A Mitochondria‐Targeted Photosensitizer for Combined Pyroptosis and Apoptosis with NIR‐II Fluorescence/Photoacoustic Imaging‐Guided Phototherapy

Overcoming tumor apoptosis resistance is a major challenge in enhancing cancer therapy. Pyroptosis, a lytic form of programmed cell death (PCD) involving inflammasomes, Gasdermin family proteins, and cysteine proteases, offers potential in cancer treatment. While photodynamic therapy (PDT) can induce pyroptosis by generating reactive oxygen species (ROS) through the activation of photosensitizers (PSs), many PSs lack specific subcellular targets and are limited to the first near‐infrared window, potentially reducing treatment effectiveness.
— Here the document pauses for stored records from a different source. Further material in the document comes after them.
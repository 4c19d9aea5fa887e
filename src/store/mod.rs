//! Order persistence interface.
//!
//! The reconciliation core does not own orders, refunds or subscriptions;
//! it mutates them through these traits. The e-commerce platform supplies
//! the real implementation; [`memory`] supplies a Mutex-based one for
//! tests and cache-less demo deployments.

pub mod memory;

use crate::payment::operation::Money;
use crate::payment::status::PaymentStatus;
use serde::{Deserialize, Serialize};
use std::fmt;
use std::sync::Arc;

/// Order lifecycle states of the hosting store.
#[derive(Debug, Clone, Copy, Serialize, Deserialize, PartialEq, Eq)]
#[serde(rename_all = "kebab-case")]
pub enum OrderStatus {
    Pending,
    OnHold,
    Processing,
    Completed,
    Failed,
    Refunded,
    Cancelled,
}

impl OrderStatus {
    pub fn as_str(&self) -> &'static str {
        match self {
            OrderStatus::Pending => "pending",
            OrderStatus::OnHold => "on-hold",
            OrderStatus::Processing => "processing",
            OrderStatus::Completed => "completed",
            OrderStatus::Failed => "failed",
            OrderStatus::Refunded => "refunded",
            OrderStatus::Cancelled => "cancelled",
        }
    }
}

impl fmt::Display for OrderStatus {
    fn fmt(&self, f: &mut fmt::Formatter<'_>) -> fmt::Result {
        write!(f, "{}", self.as_str())
    }
}

/// Gateway-side status of a refund record. Distinct from the parent
/// payment's status; `None` means the refund has not been submitted yet.
#[derive(Debug, Clone, Copy, Serialize, Deserialize, PartialEq, Eq)]
#[serde(rename_all = "snake_case")]
pub enum RefundStatus {
    Initial,
    Completed,
    Failed,
}

/// One order, as far as the reconciliation core is concerned: a mutable
/// record of payment identifiers, gateway status meta and audit notes.
pub trait Order: Send + Sync {
    fn id(&self) -> u64;

    /// False when the backing record could not be loaded; status changes
    /// must then be skipped rather than fail.
    fn object_read(&self) -> bool {
        true
    }

    fn payment_id(&self) -> String;
    fn set_payment_id(&self, payment_id: &str);

    fn gateway_status(&self) -> PaymentStatus;
    fn set_gateway_status(&self, status: PaymentStatus);

    fn payment_system(&self) -> Option<String>;
    fn set_payment_system(&self, method: &str);

    fn set_transaction_id(&self, request_id: &str);
    fn set_transaction_order_id(&self, request_id: &str);

    fn status(&self) -> OrderStatus;
    fn update_status(&self, status: OrderStatus);

    /// Complete the payment lifecycle. Idempotent: returns true only when
    /// this call performed the transition.
    fn payment_complete(&self, request_id: &str) -> bool;

    fn add_note(&self, note: &str);

    /// Order total in minor units.
    fn total(&self) -> Money;
    /// Sum of all refunds already recorded, in minor units.
    fn total_refunded(&self) -> i64;

    /// True when the order was paid through this gateway.
    fn paid_via_gateway(&self) -> bool;

    fn increase_failed_payment_count(&self);

    fn refund_attempts(&self) -> u32;
    fn increase_refund_attempts(&self);

    fn contains_subscription(&self) -> bool;
}

/// A refund record owned by an order. Carries its own gateway payment id
/// and status; a refund without a gateway transaction id is "unprocessed".
pub trait Refund: Send + Sync {
    fn id(&self) -> u64;
    fn order_id(&self) -> u64;
    fn amount(&self) -> Money;

    fn payment_id(&self) -> Option<String>;
    fn set_payment_id(&self, payment_id: &str);

    fn transaction_id(&self) -> Option<String>;
    fn set_transaction_id(&self, request_id: &str);

    fn gateway_status(&self) -> Option<RefundStatus>;
    fn set_gateway_status(&self, status: RefundStatus);

    fn reason(&self) -> Option<String>;
    fn set_reason(&self, reason: &str);

    fn set_test(&self);

    fn is_processed(&self) -> bool {
        self.transaction_id().is_some()
    }
}

/// A subscription attached to an order; renewals need the gateway's
/// recurring (mandate) id.
pub trait Subscription: Send + Sync {
    fn id(&self) -> u64;
    fn set_recurring_id(&self, recurring_id: &str);
    fn cancel(&self);
}

/// Lookup surface over the platform's persistence.
pub trait OrderStore: Send + Sync {
    fn order(&self, order_id: u64) -> Option<Arc<dyn Order>>;
    fn order_by_payment_id(&self, payment_id: &str) -> Option<Arc<dyn Order>>;
    fn refund(&self, refund_id: u64) -> Option<Arc<dyn Refund>>;
    fn refunds(&self, order_id: u64) -> Vec<Arc<dyn Refund>>;
    fn subscriptions(&self, order_id: u64) -> Vec<Arc<dyn Subscription>>;

    /// Empty the shopping cart tied to the order's session, if any.
    fn clear_cart(&self, order_id: u64);
}
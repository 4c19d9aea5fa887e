//! Unified error taxonomy for the gateway integration.
//!
//! The split mirrors how failures are handled at the boundaries: logic
//! errors abort admin-initiated actions, API errors carry request
//! diagnostics for the logs, signature errors are always fatal for the
//! callback request, and not-found conditions terminate a callback
//! without corrupting committed state.

use thiserror::Error;

pub type GatewayResult<T> = Result<T, GatewayError>;

#[derive(Debug, Error)]
pub enum GatewayError {
    /// A precondition was violated (disallowed action for the current
    /// payment state, refund amount exceeds balance, and so on).
    #[error("Logic error: {message}")]
    Logic { message: String },

    /// Gateway communication or response problem. Carries the request URL
    /// and raw response for diagnostics; neither is shown to shoppers.
    #[error("API error: {message}")]
    Api {
        message: String,
        url: Option<String>,
        response: Option<String>,
    },

    /// The inbound callback failed the authenticity check in a way that is
    /// not a plain mismatch (malformed signature data, bad encoding).
    #[error("Signature error: {message}")]
    Signature { message: String },

    #[error("Order not found: {reference}")]
    OrderNotFound { reference: String },

    #[error("No refund matches gateway request {request_id}")]
    RefundNotFound { request_id: String },

    #[error("Cache error: {0}")]
    Cache(#[from] crate::cache::error::CacheError),

    #[error("Network error: {message}")]
    Network { message: String },

    #[error("Configuration error: {message}")]
    Config { message: String },
}

impl GatewayError {
    pub fn logic(message: impl Into<String>) -> Self {
        GatewayError::Logic {
            message: message.into(),
        }
    }

    pub fn api(message: impl Into<String>) -> Self {
        GatewayError::Api {
            message: message.into(),
            url: None,
            response: None,
        }
    }

    pub fn api_with_context(
        message: impl Into<String>,
        url: impl Into<String>,
        response: impl Into<String>,
    ) -> Self {
        GatewayError::Api {
            message: message.into(),
            url: Some(url.into()),
            response: Some(response.into()),
        }
    }

    /// HTTP status used when the error terminates a callback request.
    pub fn http_status(&self) -> u16 {
        match self {
            GatewayError::Logic { .. } => 400,
            GatewayError::Api { .. } => 502,
            GatewayError::Signature { .. } => 500,
            GatewayError::OrderNotFound { .. } => 404,
            GatewayError::RefundNotFound { .. } => 404,
            GatewayError::Cache(_) => 500,
            GatewayError::Network { .. } => 503,
            GatewayError::Config { .. } => 500,
        }
    }
}

impl From<reqwest::Error> for GatewayError {
    fn from(err: reqwest::Error) -> Self {
        GatewayError::Network {
            message: err.to_string(),
        }
    }
}

#[cfg(test)]
mod tests {
    use super::*;

    #[test]
    fn http_status_mapping_is_correct() {
        assert_eq!(GatewayError::logic("bad").http_status(), 400);
        assert_eq!(
            GatewayError::OrderNotFound {
                reference: "p1".to_string()
            }
            .http_status(),
            404
        );
        assert_eq!(
            GatewayError::Signature {
                message: "corrupt".to_string()
            }
            .http_status(),
            500
        );
        assert_eq!(GatewayError::api("declined").http_status(), 502);
    }

    #[test]
    fn api_error_keeps_request_context() {
        let err = GatewayError::api_with_context("bad response", "https://api/status", "{}");
        match err {
            GatewayError::Api { url, response, .. } => {
                assert_eq!(url.as_deref(), Some("https://api/status"));
                assert_eq!(response.as_deref(), Some("{}"));
            }
            other => panic!("unexpected error: {other:?}"),
        }
    }
}
//! Inbound HTTP surface.

pub mod callbacks;

pub use callbacks::{handle_callback, CallbackState};
//! Refund orchestration.
//!
//! An admin-initiated refund goes through three phases: `before_create`
//! gates and stamps the refund record, `process` submits it to the
//! gateway and poll-waits for confirmation, and the gateway's own refund
//! callback settles the record through `handle`. The poll is a soft
//! timeout: refunds still pending after the last attempt are reported as
//! accepted and finish via the callback.

use crate::config::{GatewayConfig, RefundSettings};
use crate::error::{GatewayError, GatewayResult};
use crate::gateway::client::GatewayApi;
use crate::gateway::types::CallbackInfo;
use crate::payment::operation::{Money, OperationStatus};
use crate::payment::provider::PaymentStore;
use crate::payment::status::{PaymentAction, PaymentStatus};
use crate::store::{Order, OrderStatus, OrderStore, Refund, RefundStatus};
use chrono::Utc;
use std::sync::Arc;
use tracing::{error, info, warn};

pub struct RefundOrchestrator {
    store: Arc<dyn OrderStore>,
    payments: Arc<PaymentStore>,
    gateway: Arc<dyn GatewayApi>,
    settings: RefundSettings,
    gateway_config: GatewayConfig,
}

impl RefundOrchestrator {
    pub fn new(
        store: Arc<dyn OrderStore>,
        payments: Arc<PaymentStore>,
        gateway: Arc<dyn GatewayApi>,
        settings: RefundSettings,
        gateway_config: GatewayConfig,
    ) -> Self {
        Self {
            store,
            payments,
            gateway,
            settings,
            gateway_config,
        }
    }

    /// Gate and stamp a refund record before it is persisted.
    ///
    /// Refunds that should not go through the gateway (flag unset, order
    /// paid elsewhere) pass silently. Orders outside processing/completed
    /// and payment states that disallow refunds are rejected.
    pub async fn before_create(
        &self,
        refund: &dyn Refund,
        refund_payment: bool,
    ) -> GatewayResult<()> {
        let order = self
            .store
            .order(refund.order_id())
            .ok_or_else(|| GatewayError::OrderNotFound {
                reference: refund.order_id().to_string(),
            })?;

        if !refund_payment || !order.paid_via_gateway() {
            return Ok(());
        }

        if !matches!(
            order.status(),
            OrderStatus::Processing | OrderStatus::Completed
        ) {
            return Err(GatewayError::logic(
                "Only orders with status processing or completed can be refunded.",
            ));
        }

        let payment = self.payments.load(order.as_ref(), false).await?;
        if !payment.is_action_allowed(PaymentAction::Refund) {
            return Err(GatewayError::logic(format!(
                "Refund is not allowed while the payment is {}.",
                payment.info().status
            )));
        }

        let mut payment_id = format!("{}_{}", order.payment_id(), order.refund_attempts() + 1);
        if self.gateway_config.test_mode {
            payment_id = format!(
                "{}&{}&{}",
                self.gateway_config.test_prefix, self.gateway_config.host, payment_id
            );
            refund.set_test();
        }
        refund.set_payment_id(&payment_id);
        refund.set_gateway_status(RefundStatus::Initial);
        order.increase_refund_attempts();

        Ok(())
    }

    /// Submit the order's pending refund to the gateway and wait for the
    /// confirmation, up to the configured poll budget.
    ///
    /// Returns `Ok(true)` when the refund succeeded or is still pending
    /// after the soft timeout; the refund callback settles the latter.
    pub async fn process(
        &self,
        order_id: u64,
        amount: Option<i64>,
        reason: Option<&str>,
    ) -> GatewayResult<bool> {
        let order = self
            .store
            .order(order_id)
            .ok_or_else(|| GatewayError::OrderNotFound {
                reference: order_id.to_string(),
            })?;

        let total = order.total();
        let amount = amount.unwrap_or(total.amount - order.total_refunded());
        if amount <= 0 {
            return Err(GatewayError::logic("Refund amount must be positive."));
        }

        let payment = self.payments.load(order.as_ref(), true).await?;
        let available = payment.balance().unwrap_or(total.amount);
        if amount > available {
            return Err(GatewayError::logic(format!(
                "Refund amount {} exceeds the payment balance {}.",
                Money::new(amount, &total.currency).formatted(),
                Money::new(available, &total.currency).formatted()
            )));
        }

        let refund = self
            .store
            .refunds(order_id)
            .into_iter()
            .find(|refund| !refund.is_processed())
            .ok_or_else(|| {
                GatewayError::logic("No refund awaiting processing was found for the order.")
            })?;

        if let Some(reason) = reason {
            refund.set_reason(reason);
        }

        let response = self
            .gateway
            .refund(refund.as_ref(), order.as_ref())
            .await?;
        let request_id = response.request_id.ok_or_else(|| {
            let message = response
                .errors
                .first()
                .map(|entry| entry.message.clone())
                .unwrap_or_else(|| "Refund request was not accepted by the gateway.".to_string());
            GatewayError::api(message)
        })?;

        refund.set_transaction_id(&request_id);
        refund.set_gateway_status(RefundStatus::Initial);
        info!(order_id, request_id = %request_id, "refund submitted");

        for _ in 0..self.settings.poll_attempts {
            match self
                .gateway
                .operation_status(order.as_ref(), &request_id)
                .await
            {
                Ok(Some(OperationStatus::Success)) => return Ok(true),
                Ok(Some(OperationStatus::Decline)) => {
                    return Err(GatewayError::logic(
                        "Refund was declined by the gateway.",
                    ));
                }
                Ok(_) => {}
                Err(err) => warn!(error = %err, "refund status poll failed"),
            }
            tokio::time::sleep(self.settings.poll_interval).await;
        }

        info!(
            order_id,
            request_id = %request_id,
            "refund confirmation still pending, the callback will settle it"
        );
        Ok(true)
    }

    /// Sync the order's lifecycle status after a refund went through.
    pub async fn after_success(&self, refund_id: u64) -> GatewayResult<()> {
        let refund = self
            .store
            .refund(refund_id)
            .ok_or_else(|| GatewayError::logic(format!("Refund {refund_id} not found.")))?;
        let order = self
            .store
            .order(refund.order_id())
            .ok_or_else(|| GatewayError::OrderNotFound {
                reference: refund.order_id().to_string(),
            })?;

        let payment = self.payments.load(order.as_ref(), true).await?;
        match payment.info().status {
            PaymentStatus::PartiallyRefunded | PaymentStatus::PartiallyReversed => {
                order.update_status(OrderStatus::Processing);
            }
            PaymentStatus::Refunded | PaymentStatus::Reversed => {
                order.update_status(OrderStatus::Refunded);
            }
            other => {
                warn!(
                    refund_id,
                    status = %other,
                    "refund reported success but the payment is in an unexpected state"
                );
            }
        }
        Ok(())
    }

    /// Settle a refund from a gateway refund/reversal callback.
    pub async fn handle(
        &self,
        callback: &CallbackInfo,
        order: &dyn Order,
    ) -> GatewayResult<String> {
        let request_id = callback.operation.request_id.as_str();
        let refund = self
            .store
            .refunds(order.id())
            .into_iter()
            .find(|refund| refund.transaction_id().as_deref() == Some(request_id))
            .ok_or_else(|| GatewayError::RefundNotFound {
                request_id: request_id.to_string(),
            })?;

        let mut payment = self.payments.load(order, false).await?;
        payment.add_operation(callback.operation.clone());
        payment.set_info(callback.payment.clone(), order);

        match callback.payment.status {
            PaymentStatus::Refunded
            | PaymentStatus::Reversed
            | PaymentStatus::PartiallyRefunded
            | PaymentStatus::PartiallyReversed => {
                let amount = &callback.operation.sum_initial;
                let balance = payment.balance().unwrap_or(0);
                order.add_note(&format!(
                    "Refunded {}. Payment balance: {}.",
                    amount.formatted(),
                    Money::new(balance, &amount.currency).formatted()
                ));
                self.payments.save(&mut payment, order).await;

                refund.set_gateway_status(RefundStatus::Completed);
                append_refund_comment(
                    refund.as_ref(),
                    &format!("Refund completed at {}.", Utc::now().format("%Y-%m-%d %H:%M:%S")),
                );
                Ok("Refund completed".to_string())
            }
            PaymentStatus::Processing | PaymentStatus::ExternalProcessing => {
                self.payments.save(&mut payment, order).await;
                Ok("Refund is in progress".to_string())
            }
            other => {
                self.payments.save(&mut payment, order).await;
                refund.set_gateway_status(RefundStatus::Failed);
                for entry in &callback.errors {
                    error!(
                        code = entry.code,
                        message = %entry.message,
                        "refund rejected by the gateway"
                    );
                }
                order.add_note(&format!(
                    "Refund failed, payment status is {}.",
                    other.display_name()
                ));
                Ok("Refund failed".to_string())
            }
        }
    }
}

/// Append an audit comment to the refund reason, ` | ` separated.
fn append_refund_comment(refund: &dyn Refund, comment: &str) {
    match refund.reason() {
        Some(reason) if !reason.trim().is_empty() => {
            refund.set_reason(&format!("{reason} | {comment}"));
        }
        _ => refund.set_reason(comment),
    }
}

#[cfg(test)]
mod tests {
    use super::*;
    use crate::store::memory::MemoryRefund;

    #[test]
    fn refund_comments_are_appended_with_a_separator() {
        let refund = MemoryRefund::new(1, 1, Money::new(100, "USD"));
        append_refund_comment(&refund, "Refund completed at 2026-01-01 00:00:00.");
        assert_eq!(
            refund.reason().as_deref(),
            Some("Refund completed at 2026-01-01 00:00:00.")
        );

        refund.set_reason("Requested by customer");
        append_refund_comment(&refund, "Refund completed.");
        assert_eq!(
            refund.reason().as_deref(),
            Some("Requested by customer | Refund completed.")
        );
    }
}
Therefore, developing effective, deep‐penetrating, organelle‐targeted pyroptosis‐mediated phototherapy is essential for cancer treatment strategies. Here, we synthesized four molecules with varying benzene ring numbers in thiopyrylium structures to preliminarily explore their photodynamic properties. The near‐infrared‐II (NIR‐II) PS Z1, with a higher benzene ring count, exhibited superior ROS generation and mitochondria‐targeting abilities, and a large Stokes shift. Through nano‐precipitation method, Z1 nanoparticles (NPs) also demonstrated high ROS generation (especially type‐I ROS) upon 808 nm laser irradiation, leading to efficient mitochondria dysfunction and combined pyroptosis and apoptosis. Moreover, they exhibited exceptional tumor‐targeting ability via NIR‐II fluorescence imaging (NIR‐II FI) and photoacoustic imaging (PAI). Furthermore, Z1 NPs‐mediated phototherapy effectively inhibited tumor growth with minimal adverse effects. Our findings offer a promising strategy for cancer therapy, warranting further preclinical investigations in PDT.